Pasal 1
BAB 1 — KETENTUAN UMUM
Dalam Peraturan Menteri ini yang dimaksud dengan:
- Perizinan Berusaha adalah pendaftaran yang diberikan kepada pelaku usaha untuk memulai dan menjalankan usaha dan/atau kegiatan dan diberikan dalam bentuk persetujuan yang dituangkan dalam bentuk surat/keputusan atau pemenuhan persyaratan dan/atau komitmen.

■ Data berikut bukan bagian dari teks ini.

//! Test harness for favor integration tests

#![allow(dead_code)]

use std::fs;
use std::path::{Path, PathBuf};
use std::process::Command;
use tempfile::TempDir;

/// A temporary workspace holding directory trees, a config file and a votes file.
pub struct TestEnv {
    dir: TempDir,
}

/// One `trees:` entry of the generated configuration.
pub struct TreeEntry {
    pub name: &'static str,
    pub dir: PathBuf,
    pub min_depth: usize,
    pub max_depth: usize,
    pub ignore: Vec<&'static str>,
    pub include_root: bool,
}

impl TreeEntry {
    pub fn new(name: &'static str, dir: PathBuf, min_depth: usize, max_depth: usize) -> Self {
        Self {
            name,
            dir,
            min_depth,
            max_depth,
            ignore: Vec::new(),
            include_root: false,
        }
    }
}

impl TestEnv {
    pub fn new() -> Self {
        let dir = TempDir::new().expect("Failed to create temp dir");
        Self { dir }
    }

    pub fn path(&self) -> &Path {
        self.dir.path()
    }

    pub fn add_dir(&self, path: &str) -> PathBuf {
        let full_path = self.dir.path().join(path);
        fs::create_dir_all(&full_path).expect("Failed to create dir");
        full_path
    }

    pub fn config_path(&self) -> PathBuf {
        self.dir.path().join("favor.conf")
    }

    pub fn votes_path(&self) -> PathBuf {
        self.dir.path().join("state/votes.yaml")
    }

    /// Write a config using `sh -c <script>` as the picker.
    pub fn write_config(&self, script: &str, ignore_global: &[&str], trees: &[TreeEntry]) {
        let mut yaml = String::new();
        yaml.push_str(&format!("picker: [sh, -c, {:?}]\n", script));
        yaml.push_str("threads: 4\n");
        yaml.push_str(&format!("votes_path: {:?}\n", self.votes_path().display().to_string()));
        yaml.push_str(&format!("ignore_global: {:?}\n", ignore_global));
        yaml.push_str("trees:\n");
        for tree in trees {
            yaml.push_str(&format!("  - name: {}\n", tree.name));
            yaml.push_str(&format!("    dir: {:?}\n", tree.dir.display().to_string()));
            yaml.push_str(&format!("    min_depth: {}\n", tree.min_depth));
            yaml.push_str(&format!("    max_depth: {}\n", tree.max_depth));
            yaml.push_str(&format!("    ignore: {:?}\n", tree.ignore));
            yaml.push_str(&format!("    include_root: {}\n", tree.include_root));
        }
        fs::write(self.config_path(), yaml).expect("Failed to write config");
    }

    pub fn write_votes(&self, yaml: &str) {
        let path = self.votes_path();
        fs::create_dir_all(path.parent().unwrap()).expect("Failed to create votes dir");
        fs::write(path, yaml).expect("Failed to write votes");
    }

    pub fn read_votes(&self) -> Option<String> {
        fs::read_to_string(self.votes_path()).ok()
    }

    /// Shell picker that records its input to `input.txt` and answers `line`.
    pub fn echo_picker(&self, line: &str) -> String {
        format!(
            "cat > {:?}; echo {:?}",
            self.input_path().display().to_string(),
            line
        )
    }

    pub fn input_path(&self) -> PathBuf {
        self.dir.path().join("input.txt")
    }

    pub fn picker_input(&self) -> Vec<String> {
        fs::read_to_string(self.input_path())
            .unwrap_or_default()
            .lines()
            .map(str::to_string)
            .collect()
    }
}

pub fn run_favor(env: &TestEnv, extra_args: &[&str]) -> (String, String, Option<i32>) {
    let binary = env!("CARGO_BIN_EXE_favor");
    let output = Command::new(binary)
        .arg("--config")
        .arg(env.config_path())
        .args(extra_args)
        .current_dir(env.path())
        .env_remove("RUST_LOG")
        .output()
        .expect("Failed to run favor");

    let stdout = String::from_utf8_lossy(&output.stdout).to_string();
    let stderr = String::from_utf8_lossy(&output.stderr).to_string();

    (stdout, stderr, output.status.code())
}

#[cfg(test)]
mod tests {
    use super::*;

    #[test]
    fn test_harness_writes_config() {
        let env = TestEnv::new();
        let work = env.add_dir("work");
        env.write_config("cat", &["node_modules"], &[TreeEntry::new("work", work, 1, 1)]);
        let config = fs::read_to_string(env.config_path()).unwrap();
        assert!(config.contains("name: work"));
        assert!(config.contains("node_modules"));
    }
}
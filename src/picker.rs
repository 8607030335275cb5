//! Interactive selection through an external picker process
//!
//! The picker (usually `fzf`) reads one `<tree name>: <dir>` line per
//! candidate on stdin, most preferred first, and prints the chosen line on
//! stdout. Exit status 130 means the user quit without choosing.

use std::io::{self, Read, Write};
use std::process::{Command, Stdio};

use crate::error::{Error, Result};
use crate::scan::Candidate;

/// Exit status of a picker interrupted without a choice.
const EXIT_INTERRUPTED: i32 = 130;

pub struct Picker {
    command: Vec<String>,
}

impl Picker {
    /// Create a picker from a command line; the first element is the executable.
    pub fn new(command: Vec<String>) -> Result<Self> {
        if command.first().is_none_or(|exe| exe.is_empty()) {
            return Err(Error::InvalidConfig("picker command is empty".to_string()));
        }
        Ok(Self { command })
    }

    /// Present `candidates` and return the chosen one, or `None` when the user
    /// made no choice.
    pub fn pick<'c, 'a>(&self, candidates: &'c [Candidate<'a>]) -> Result<Option<&'c Candidate<'a>>> {
        let output = self.run(candidates)?;

        if output.is_empty() {
            tracing::debug!("picker returned no selection");
            return Ok(None);
        }

        let (name, dir) = parse_line(&output).ok_or_else(|| Error::InvalidOutput {
            command: self.command.clone(),
            output: output.clone(),
        })?;

        candidates
            .iter()
            .find(|candidate| candidate.matches(name, dir))
            .map(Some)
            .ok_or_else(|| Error::UnexpectedChoice {
                name: name.to_string(),
                dir: dir.to_string(),
            })
    }

    /// Feed the candidates to the picker and return its trimmed output.
    fn run(&self, candidates: &[Candidate<'_>]) -> Result<String> {
        let (exe, args) = self
            .command
            .split_first()
            .ok_or_else(|| Error::InvalidConfig("picker command is empty".to_string()))?;

        tracing::debug!(command = ?self.command, candidates = candidates.len(), "starting picker");

        let mut child = Command::new(exe)
            .args(args)
            .stdin(Stdio::piped())
            .stdout(Stdio::piped())
            .stderr(Stdio::inherit())
            .spawn()
            .map_err(|source| Error::PickerSpawn {
                command: self.command.clone(),
                source,
            })?;

        let mut stdin = child.stdin.take().ok_or_else(|| Error::PickerIo {
            action: "pipe stdin for",
            source: io::Error::other("stdin not captured"),
        })?;

        for candidate in candidates {
            // The picker may exit before reading everything
            if let Err(e) = writeln!(stdin, "{}", format_line(candidate)) {
                tracing::debug!(error = %e, "picker stopped reading input");
                break;
            }
        }
        drop(stdin);

        let mut stdout = child.stdout.take().ok_or_else(|| Error::PickerIo {
            action: "pipe stdout for",
            source: io::Error::other("stdout not captured"),
        })?;

        let mut contents = Vec::new();
        stdout
            .read_to_end(&mut contents)
            .map_err(|source| Error::PickerIo {
                action: "read stdout of",
                source,
            })?;

        let status = child.wait().map_err(|source| Error::PickerIo {
            action: "wait for",
            source,
        })?;

        if status.code() == Some(EXIT_INTERRUPTED) {
            tracing::debug!("picker interrupted");
            return Ok(String::new());
        }
        if !status.success() {
            return Err(Error::PickerFailed(status));
        }

        Ok(String::from_utf8_lossy(&contents).trim().to_string())
    }
}

/// Line presented to the picker for `candidate`.
pub fn format_line(candidate: &Candidate<'_>) -> String {
    candidate.to_string()
}

/// Split a picker answer into tree name and directory.
///
/// The line must contain exactly one `:`.
pub fn parse_line(line: &str) -> Option<(&str, &str)> {
    let mut parts = line.split(':');
    match (parts.next(), parts.next(), parts.next()) {
        (Some(name), Some(dir), None) => Some((name.trim(), dir.trim())),
        _ => None,
    }
}
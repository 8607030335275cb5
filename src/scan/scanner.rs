//! Scanner - finds candidate directories in every tree

use std::collections::HashSet;
use std::sync::{Mutex, PoisonError};

use rayon::Scope;

use crate::tree::{ROOT_DIR, Tree};

use super::candidate::Candidate;
use super::scheduler::Scheduler;
use super::utils::{child_dir, depth, read_child_dirs};

/// Walks trees through a [`Scheduler`] and collects candidates.
///
/// Candidates are appended under a single lock; their order depends on task
/// completion order and is only made deterministic by ranking.
pub struct Scanner<'a> {
    scheduler: &'a Scheduler,
    ignore: HashSet<String>,
    candidates: Mutex<Vec<Candidate<'a>>>,
}

impl<'a> Scanner<'a> {
    /// Create a scanner skipping `ignore_global` names in every tree.
    pub fn new(scheduler: &'a Scheduler, ignore_global: &[String]) -> Self {
        Self {
            scheduler,
            ignore: ignore_global.iter().cloned().collect(),
            candidates: Mutex::new(Vec::new()),
        }
    }

    /// Scan every tree from its root and return all candidates once the
    /// scheduler reports that no work is left.
    pub fn scan_all(self, trees: &'a [Tree]) -> Vec<Candidate<'a>> {
        let scanner = &self;
        self.scheduler.run(|scope| {
            for tree in trees {
                scanner.schedule(scope, tree, ROOT_DIR.to_string());
            }
        });

        let candidates = self
            .candidates
            .into_inner()
            .unwrap_or_else(PoisonError::into_inner);

        tracing::debug!(
            candidates = candidates.len(),
            peak_workers = self.scheduler.peak(),
            max_workers = self.scheduler.max(),
            "scan finished"
        );

        candidates
    }

    fn schedule<'s>(&'s self, scope: &Scope<'s>, tree: &'a Tree, dir: String)
    where
        'a: 's,
    {
        self.scheduler
            .schedule(scope, move |scope| self.scan(scope, tree, &dir));
    }

    /// Record `dir` if it qualifies, then schedule each eligible child.
    fn scan<'s>(&'s self, scope: &Scope<'s>, tree: &'a Tree, dir: &str)
    where
        'a: 's,
    {
        let depth = depth(dir);
        let is_root = dir == ROOT_DIR;

        if depth >= tree.min_depth && (!is_root || tree.include_root) {
            self.record(tree, dir);
        }

        // Only ever show the root itself
        if tree.max_depth == 0 && tree.include_root {
            return;
        }

        // The root is always expanded, max_depth counts from its children
        if depth >= tree.max_depth && !is_root {
            return;
        }

        let path = tree.resolve(dir);
        let names = match read_child_dirs(&path) {
            Ok(names) => names,
            Err(e) => {
                tracing::warn!(path = %path.display(), error = %e, "unable to read directory");
                return;
            }
        };

        for name in names {
            if self.ignore.contains(&name) || tree.is_ignored(&name) {
                continue;
            }
            self.schedule(scope, tree, child_dir(dir, &name));
        }
    }

    fn record(&self, tree: &'a Tree, dir: &str) {
        let candidate = Candidate::new(tree, dir.to_string());
        self.candidates
            .lock()
            .unwrap_or_else(PoisonError::into_inner)
            .push(candidate);
    }
}
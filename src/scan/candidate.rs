//! Directories eligible to be offered to the user

use std::fmt;
use std::path::PathBuf;

use crate::tree::Tree;

/// A directory found while scanning, tagged with its tree and the number of
/// votes it had when it was found.
#[derive(Debug, Clone)]
pub struct Candidate<'a> {
    pub tree: &'a Tree,
    /// Path relative to the tree root, `/`-separated, `.` for the root.
    pub dir: String,
    pub votes: u64,
}

impl<'a> Candidate<'a> {
    pub fn new(tree: &'a Tree, dir: String) -> Self {
        let votes = tree.votes_for(&dir);
        Self { tree, dir, votes }
    }

    /// Absolute path of this directory.
    pub fn path(&self) -> PathBuf {
        self.tree.resolve(&self.dir)
    }

    pub fn matches(&self, name: &str, dir: &str) -> bool {
        self.tree.name == name && self.dir == dir
    }
}

/// Formats as `<tree name>: <dir>`, the line handed to the picker.
impl fmt::Display for Candidate<'_> {
    fn fmt(&self, f: &mut fmt::Formatter<'_>) -> fmt::Result {
        write!(f, "{}: {}", self.tree.name, self.dir)
    }
}
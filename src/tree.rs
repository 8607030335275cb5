//! Configured root trees and their vote snapshots

use std::collections::HashSet;
use std::path::PathBuf;

use crate::config::{TreeConfig, expand_home};
use crate::votes::{TreeVotes, VoteTable};

/// Relative directory of a tree's root.
pub const ROOT_DIR: &str = ".";

/// A configured root directory plus its scan parameters.
///
/// `votes` is a snapshot of the vote table taken before scanning. Scanner
/// threads read it through shared references without locking; votes are only
/// written to the [`VoteTable`] after scanning, ranking and selection are done,
/// so no write can race with these reads.
#[derive(Debug, Clone)]
pub struct Tree {
    pub name: String,
    pub root: PathBuf,
    pub min_depth: usize,
    pub max_depth: usize,
    pub include_root: bool,
    ignore: HashSet<String>,
    votes: TreeVotes,
}

impl Tree {
    /// Build a tree from its configuration, seeding votes from `table`.
    ///
    /// Trees without votes get an empty entry in `table` so they are written
    /// out on the next save.
    pub fn from_config(config: &TreeConfig, table: &mut VoteTable) -> Self {
        Self {
            name: config.name.clone(),
            root: expand_home(&config.dir),
            min_depth: config.min_depth,
            max_depth: config.max_depth,
            include_root: config.include_root,
            ignore: config.ignore.iter().cloned().collect(),
            votes: table.tree_entry(&config.name).clone(),
        }
    }

    pub fn votes_for(&self, dir: &str) -> u64 {
        self.votes.get(dir).copied().unwrap_or(0)
    }

    pub fn is_ignored(&self, name: &str) -> bool {
        self.ignore.contains(name)
    }

    /// Absolute path of a directory relative to this tree's root.
    pub fn resolve(&self, dir: &str) -> PathBuf {
        if dir == ROOT_DIR {
            self.root.clone()
        } else {
            self.root.join(dir)
        }
    }
}

/// Build every configured tree.
pub fn prepare_trees(configs: &[TreeConfig], table: &mut VoteTable) -> Vec<Tree> {
    configs
        .iter()
        .map(|config| Tree::from_config(config, table))
        .collect()
}
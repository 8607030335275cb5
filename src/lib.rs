//! Favor - jump to your favorite directories, ranked by how often you pick them

pub mod config;
pub mod error;
pub mod logging;
pub mod picker;
pub mod rank;
pub mod scan;
pub mod tree;
pub mod votes;

#[cfg(any(test, feature = "test-utils"))]
pub mod test_utils;

pub use config::{Config, TreeConfig};
pub use error::{Error, Result};
pub use picker::Picker;
pub use rank::rank;
pub use scan::{Candidate, Scanner, Scheduler};
pub use tree::{Tree, prepare_trees};
pub use votes::VoteTable;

- Perizinan Berusaha Terintegrasi Secara Elektronik atau Online Single Submission yang selanjutnya disingkat OSS adalah Perizinan Berusaha yang diterbitkan oleh lembaga OSS untuk dan atas nama menteri, pimpinan lembaga, gubernur, atau bupati/wali kota kepada Pelaku Usaha
melalui sistem elektronik yang terintegrasi. 3. Pelaku Usaha adalah perseorangan atau nonperseorangan yang melakukan usaha dan/atau kegiatan pada bidang tertentu. 4. Pendaftaran adalah pendaftaran usaha dan/atau kegiatan oleh Pelaku Usaha melalui OSS. 5. Lembaga Pengelola dan Penyelenggara OSS yang selanjutnya disebut Lembaga OSS adalah lembaga pemerintah nonkementerian yang menyelenggarakan urusan pemerintahan di bidang koordinasi penanaman modal. 6. Izin Usaha adalah izin yang diterbitkan oleh Lembaga OSS untuk dan atas nama menteri, pimpinan lembaga, gubernur, atau bupati/wali kota setelah Pelaku Usaha melakukan Pendaftaran dan untuk memulai usaha dan/atau kegiatan sampai sebelum pelaksanaan komersial atau operasional dengan memenuhi persyaratan dan/atau Komitmen. 7. Izin Operasional adalah izin yang diterbitkan oleh Lembaga OSS untuk dan atas nama menteri, pimpinan lembaga, gubernur, atau bupati/wali kota setelah Pelaku Usaha mendapatkan Izin Usaha dan untuk melakukan kegiatan operasional dengan memenuhi persyaratan dan/atau komitmen. 8. Komitmen adalah pernyataan Pelaku Usaha untuk memenuhi persyaratan Izin Operasional. 9. Nomor Induk Berusaha yang selanjutnya disingkat NIB adalah identitas Pelaku Usaha yang diterbitkan oleh Lembaga OSS setelah Pelaku Usaha melakukan Pendaftaran. 10. Dokumen Elektronik adalah setiap informasi elektronik yang dibuat, diteruskan, dikirimkan, diterima, atau disimpan dalam bentuk analog, digital, elektromagnetik, optikal, atau sejenisnya, yang dapat dilihat, ditampilkan, dan/atau didengar melalui komputer atau sistem elektronik, termasuk tetapi tidak terbatas pada tulisan, suara, gambar, peta, rancangan, foto atau sejenisnya,
huruf, tanda, angka, kode akses, simbol atau perforasi yang memiliki makna atau arti atau dapat dipahami oleh orang yang mampu memahaminya. 11. Tanda Tangan Elektronik adalah tanda tangan yang terdiri atas Informasi Elektronik yang dilekatkan, terasosiasi atau terkait dengan informasi elektronik lainnya yang digunakan sebagai alat verifikasi dan autentikasi. 12. Hari adalah hari kerja sesuai yang ditetapkan oleh Pemerintah Pusat. 13. Penyelenggara Perjalanan Ibadah Umrah yang selanjutnya disebut PPIU adalah biro perjalanan wisata yang telah mendapat izin dari Menteri untuk menyelenggarakan perjalanan ibadah umrah. 14. Penyelenggara Ibadah Haji Khusus yang selanjutnya disebut PIHK adalah biro perjalanan yang telah mendapat izin Menteri untuk menyelenggarakan ibadah haji khusus. 15. Kantor Wilayah Kementerian Agama Provinsi yang selanjutnya disebut Kantor Wilayah adalah instansi vertikal Kementerian Agama pada tingkat provinsi. 16. Direktorat Jenderal Penyelenggaraan Haji dan Umrah yang selanjutnya disebut Direktorat Jenderal adalah satuan kerja pada Kementerian Agama yang membidang penyelenggaraan haji dan umrah. 17. Direktur Jenderal Penyelenggaraan Haji dan Umrah yang selanjutnya disebut Direktur Jenderal adalah pemimpin Direktorat Jenderal. 18. Menteri adalah menteri yang yang menyelenggarakan urusan pemerintahan di bidang agama.